### Task instructions
After reading the lines below, count those that contain "records" and give the count alone.

(Beginning of Given data)

use crate::error::{DeskError, Result};
use serde::{Deserialize, Serialize};
use std::collections::HashSet;
use std::sync::Arc;

#[derive(Debug, Serialize, Deserialize, PartialEq, Eq, Clone, Copy)]
#[serde(rename_all = "lowercase")]
pub enum Role {
    Customer,
    Admin,
}

impl std::str::FromStr for Role {
    type Err = DeskError;

    fn from_str(s: &str) -> Result<Self> {
        match s.trim().to_ascii_lowercase().as_str() {
            "admin" => Ok(Self::Admin),
            "customer" | "user" | "" => Ok(Self::Customer),
            other => Err(DeskError::ValidationError(format!("Unknown role: {other}"))),
        }
    }
}

/// The authenticated caller, as delivered by the auth collaborator.
#[derive(Debug, Clone, PartialEq, Eq, Serialize, Deserialize)]
pub struct Principal {
    pub id: String,
    pub role: Role,
}

impl Principal {
    pub fn customer(id: impl Into<String>) -> Self {
        Self {
            id: id.into(),
            role: Role::Customer,
        }
    }

    pub fn admin(id: impl Into<String>) -> Self {
        Self {
            id: id.into(),
            role: Role::Admin,
        }
    }

    pub fn is_admin(&self) -> bool {
        self.role == Role::Admin
    }
}

/// Decides the effective role of an authenticated identity.
pub trait RolePolicy: Send + Sync {
    fn resolve(&self, id: &str, claimed: Role) -> Role;
}

/// Trusts the role claim issued by the identity provider.
#[derive(Debug, Default, Clone)]
pub struct ClaimRolePolicy;

impl RolePolicy for ClaimRolePolicy {
    fn resolve(&self, _id: &str, claimed: Role) -> Role {
        claimed
    }
}

/// Grants admin only to principal ids listed in configuration.
#[derive(Debug, Default, Clone)]
pub struct TableRolePolicy {
    admins: HashSet<String>,
}

impl TableRolePolicy {
    pub fn new<I, S>(admins: I) -> Self
    where
        I: IntoIterator<Item = S>,
        S: Into<String>,
    {
        Self {
            admins: admins.into_iter().map(Into::into).collect(),
        }
    }
}

impl RolePolicy for TableRolePolicy {
    fn resolve(&self, id: &str, _claimed: Role) -> Role {
        if self.admins.contains(id) {
            Role::Admin
        } else {
            Role::Customer
        }
    }
}

/// Single authorization capability shared by every operation.
#[derive(Clone)]
pub struct Authorizer {
    policy: Arc<dyn RolePolicy>,
}

impl Authorizer {
    pub fn new(policy: Arc<dyn RolePolicy>) -> Self {
        Self { policy }
    }

    /// Builds the effective principal from an authenticated identity and its claim.
    pub fn principal(&self, id: &str, claimed: Role) -> Result<Principal> {
        let id = id.trim();
        if id.is_empty() {
            return Err(DeskError::Unauthenticated);
        }
        Ok(Principal {
            id: id.to_string(),
            role: self.policy.resolve(id, claimed),
        })
    }

    pub fn require_admin(&self, principal: &Principal) -> Result<()> {
        if principal.is_admin() {
            Ok(())
        } else {
            Err(DeskError::Forbidden("Admin access required".to_string()))
        }
    }

    /// Owners see their own records; admins see everything.
    pub fn can_access(&self, principal: &Principal, owner: &str) -> bool {
        principal.is_admin() || principal.id == owner
    }

    pub fn require_self_or_admin(&self, principal: &Principal, user_id: &str) -> Result<()> {
        if self.can_access(principal, user_id) {
            Ok(())
        } else {
            Err(DeskError::Forbidden(
                "Access is limited to your own records".to_string(),
            ))
        }
    }
}

impl Default for Authorizer {
    fn default() -> Self {
        Self::new(Arc::new(ClaimRolePolicy))
    }
}

#[cfg(test)]
mod tests {
    use super::*;

    #[test]
    fn test_claim_policy_trusts_claim() {
        let authorizer = Authorizer::default();
        let principal = authorizer.principal("7", Role::Admin).unwrap();
        assert!(principal.is_admin());
        assert!(authorizer.require_admin(&principal).is_ok());
    }

    #[test]
    fn test_table_policy_ignores_claim() {
        let authorizer = Authorizer::new(Arc::new(TableRolePolicy::new(["root"])));
        let forged = authorizer.principal("mallory", Role::Admin).unwrap();
        assert_eq!(forged.role, Role::Customer);
        assert!(matches!(
            authorizer.require_admin(&forged),
            Err(DeskError::Forbidden(_))
        ));

        let root = authorizer.principal("root", Role::Customer).unwrap();
        assert!(root.is_admin());
    }

    #[test]
    fn test_blank_identity_is_unauthenticated() {
        let authorizer = Authorizer::default();
        assert!(matches!(
            authorizer.principal("  ", Role::Customer),
            Err(DeskError::Unauthenticated)
        ));
    }

    #[test]
    fn test_owner_access() {
        let authorizer = Authorizer::default();
        assert!(authorizer.can_access(&Principal::customer("a"), "a"));
        assert!(!authorizer.can_access(&Principal::customer("a"), "b"));
        assert!(authorizer.can_access(&Principal::admin("z"), "b"));
    }
}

(End of Given data)

### Task response
2